* _Assigned task_
Could you set down exactly the lines of the data below, starting at the one that holds "let field = if" and ending at the one that holds "#[derive(Debug)]", both included, and only those?

[Excerpts from a dataset]
###

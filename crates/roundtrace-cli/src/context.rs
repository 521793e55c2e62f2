use is_terminal::IsTerminal;
use roundtrace_engine::CorrelationWindow;

use crate::config::{ColorMode, Config, OutputFormat};

/// Effective settings for one invocation: flags win over the config file
#[derive(Debug, Clone, Copy, PartialEq, Eq)]
pub struct ExecutionContext {
    pub format: OutputFormat,
    pub window: CorrelationWindow,
    pub preview_chars: usize,
    pub color: bool,
}

impl ExecutionContext {
    pub fn new(
        config: &Config,
        format: Option<OutputFormat>,
        window: Option<CorrelationWindow>,
        preview_chars: Option<usize>,
        color: Option<ColorMode>,
    ) -> Self {
        let color = match color.unwrap_or(config.color) {
            ColorMode::Always => true,
            ColorMode::Never => false,
            ColorMode::Auto => {
                std::env::var_os("NO_COLOR").is_none() && std::io::stdout().is_terminal()
            }
        };

        Self {
            format: format.unwrap_or(config.format),
            window: window.unwrap_or(config.window),
            preview_chars: preview_chars.unwrap_or(config.preview_chars),
            color,
        }
    }
}
use anyhow::Result;

use super::{emit, load_session};
use crate::args::LogArgs;
use crate::context::ExecutionContext;
use crate::presentation::text::render_stats;
use crate::presentation::views::StatsView;

pub fn handle(log: &LogArgs, ctx: &ExecutionContext) -> Result<()> {
    let reconstruction = load_session(log)?;
    let view = StatsView::from_session(&reconstruction.session, ctx.window);
    emit(ctx, &view, render_stats)
}
use std::fmt;

/// Result type for roundtrace-types operations
pub type Result<T> = std::result::Result<T, Error>;

/// A record or content block that failed validation.
///
/// `field` is a path into the offending record, e.g. `content[2].tool_use_id`.
#[derive(Debug, Clone, PartialEq, Eq)]
pub struct MalformedInput {
    pub field: String,
    pub reason: String,
}

impl MalformedInput {
    pub fn new(field: impl Into<String>, reason: impl Into<String>) -> Self {
        Self {
            field: field.into(),
            reason: reason.into(),
        }
    }

    /// Prefix the field path with a parent segment (`message` + `role` -> `message.role`)
    pub(crate) fn nested(self, parent: &str) -> Self {
        let field = if self.field.starts_with('[') {
            format!("{}{}", parent, self.field)
        } else {
            format!("{}.{}", parent, self.field)
        };
        Self {
            field,
            reason: self.reason,
        }
    }
}

impl fmt::Display for MalformedInput {
    fn fmt(&self, f: &mut fmt::Formatter<'_>) -> fmt::Result {
        write!(f, "malformed field `{}`: {}", self.field, self.reason)
    }
}

/// Error types that can occur in the types layer
#[derive(Debug)]
pub enum Error {
    /// A record failed schema validation
    Malformed(MalformedInput),
}

impl fmt::Display for Error {
    fn fmt(&self, f: &mut fmt::Formatter<'_>) -> fmt::Result {
        match self {
            Error::Malformed(err) => write!(f, "Malformed input: {}", err),
        }
    }
}

impl std::error::Error for Error {}

impl From<MalformedInput> for Error {
    fn from(err: MalformedInput) -> Self {
        Error::Malformed(err)
    }
}
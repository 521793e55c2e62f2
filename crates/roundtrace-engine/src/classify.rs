use roundtrace_types::{ContentBlock, Message, Role, SubType};
use serde::{Deserialize, Serialize};

/// Why a message does or does not open a round
#[derive(Debug, Clone, PartialEq, Eq, Serialize, Deserialize)]
#[serde(tag = "kind", content = "sub_type", rename_all = "snake_case")]
pub enum MessageKind {
    /// User-authored prompt with visible text or an image
    RealPrompt,
    Assistant,
    /// Bookkeeping message injected by the assistant (summary, hook, ...)
    Internal(SubType),
    /// User-role message that only carries tool results back to the model
    ToolResultCarrier,
    /// User-role message with nothing to show (blank text, no blocks)
    Empty,
}

/// Classify a message. Pure and order-independent.
pub fn classify(message: &Message) -> MessageKind {
    if message.role != Role::User {
        return MessageKind::Assistant;
    }

    if let Some(sub_type) = &message.sub_type
        && sub_type.is_internal()
    {
        return MessageKind::Internal(sub_type.clone());
    }

    let mut has_visible_text = false;
    let mut has_text = false;
    let mut has_image = false;
    let mut all_tool_results = !message.content.is_empty();

    for block in &message.content {
        match block {
            ContentBlock::Text { text } => {
                has_text = true;
                has_visible_text |= !text.trim().is_empty();
                all_tool_results = false;
            }
            ContentBlock::Image { .. } => {
                has_image = true;
                all_tool_results = false;
            }
            ContentBlock::ToolUse { .. } => all_tool_results = false,
            ContentBlock::ToolResult { .. } => {}
        }
    }

    if all_tool_results && !has_text && !has_image {
        return MessageKind::ToolResultCarrier;
    }

    if has_visible_text || has_image {
        MessageKind::RealPrompt
    } else {
        MessageKind::Empty
    }
}

/// True when the message is a user-authored prompt that starts a new round
pub fn is_real_user_prompt(message: &Message) -> bool {
    classify(message) == MessageKind::RealPrompt
}
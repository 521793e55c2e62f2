use anyhow::Result;

use super::{emit, load_session};
use crate::args::LogArgs;
use crate::context::ExecutionContext;
use crate::presentation::text::render_issues;
use crate::presentation::views::IssuesView;

pub fn handle(log: &LogArgs, ctx: &ExecutionContext) -> Result<()> {
    let reconstruction = load_session(log)?;
    let view = IssuesView {
        messages: reconstruction.session.messages.len(),
        issues: reconstruction.issues,
    };
    emit(ctx, &view, render_issues)
}
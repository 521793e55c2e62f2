use serde_json::Value;

/// Format a latency for display
/// Examples: 850ms, 2.5s, 1.3m
pub fn format_duration_ms(ms: u64) -> String {
    if ms < 1_000 {
        format!("{}ms", ms)
    } else if ms < 60_000 {
        format!("{:.1}s", ms as f64 / 1_000.0)
    } else {
        format!("{:.1}m", ms as f64 / 60_000.0)
    }
}

/// Single-line preview of at most `max_chars` characters (plus `...` when cut)
pub fn truncate_preview(text: &str, max_chars: usize) -> String {
    let collapsed = text.split_whitespace().collect::<Vec<_>>().join(" ");
    if collapsed.chars().count() <= max_chars {
        collapsed
    } else {
        let head: String = collapsed.chars().take(max_chars).collect();
        format!("{}...", head.trim_end())
    }
}

/// Format number with commas (e.g., 12345 → "12,345")
pub fn format_tokens(n: u64) -> String {
    let s = n.to_string();
    let chars: Vec<char> = s.chars().collect();
    let mut result = String::new();

    for (i, c) in chars.iter().enumerate() {
        if i > 0 && (chars.len() - i) % 3 == 0 {
            result.push(',');
        }
        result.push(*c);
    }

    result
}

pub fn format_cost(usd: f64) -> String {
    format!("${:.4}", usd)
}

/// Short human summary of a tool call's arguments
pub fn tool_summary(input: &Value) -> String {
    if let Some(file_path) = input
        .get("file_path")
        .or_else(|| input.get("notebook_path"))
        .and_then(Value::as_str)
        && let Some(filename) = std::path::Path::new(file_path)
            .file_name()
            .and_then(|n| n.to_str())
    {
        return filename.to_string();
    }

    if let Some(cmd) = input.get("command").and_then(Value::as_str) {
        return truncate_preview(cmd, 50);
    }

    if let Some(pattern) = input.get("pattern").and_then(Value::as_str) {
        return format!("\"{}\"", truncate_preview(pattern, 30));
    }

    if let Some(url) = input.get("url").and_then(Value::as_str) {
        return truncate_preview(url, 50);
    }

    String::new()
}
use serde::{Deserialize, Serialize};

/// Token counts reported for a single model response
#[derive(Debug, Clone, Copy, Default, PartialEq, Eq, Serialize, Deserialize)]
pub struct Usage {
    pub input_tokens: u64,
    pub output_tokens: u64,
    #[serde(default, skip_serializing_if = "Option::is_none")]
    pub cache_read_input_tokens: Option<u64>,
    #[serde(default, skip_serializing_if = "Option::is_none")]
    pub cache_creation_input_tokens: Option<u64>,
}

impl Usage {
    pub fn new(input_tokens: u64, output_tokens: u64) -> Self {
        Self {
            input_tokens,
            output_tokens,
            cache_read_input_tokens: None,
            cache_creation_input_tokens: None,
        }
    }

    /// Input + output, saturating. Cache reads are billed separately and not counted here.
    pub fn total(&self) -> u64 {
        self.input_tokens.saturating_add(self.output_tokens)
    }
}
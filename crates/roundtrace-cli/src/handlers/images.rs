use anyhow::Result;

use super::{emit, load_session, require_round};
use crate::args::LogArgs;
use crate::context::ExecutionContext;
use crate::presentation::text::render_images;
use crate::presentation::views::ImagesView;

pub fn handle(log: &LogArgs, round: usize, ctx: &ExecutionContext) -> Result<()> {
    let reconstruction = load_session(log)?;
    require_round(&reconstruction.session, round)?;

    let view = ImagesView::from_session(&reconstruction.session, round);
    emit(ctx, &view, render_images)
}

###

* _Answer to the problem_
        let field = if self.field.starts_with('[') {
            format!("{}{}", parent, self.field)
        } else {
            format!("{}.{}", parent, self.field)
        };
        Self {
            field,
            reason: self.reason,
        }
    }
}

impl fmt::Display for MalformedInput {
    fn fmt(&self, f: &mut fmt::Formatter<'_>) -> fmt::Result {
        write!(f, "malformed field `{}`: {}", self.field, self.reason)
    }
}

/// Error types that can occur in the types layer
#[derive(Debug)]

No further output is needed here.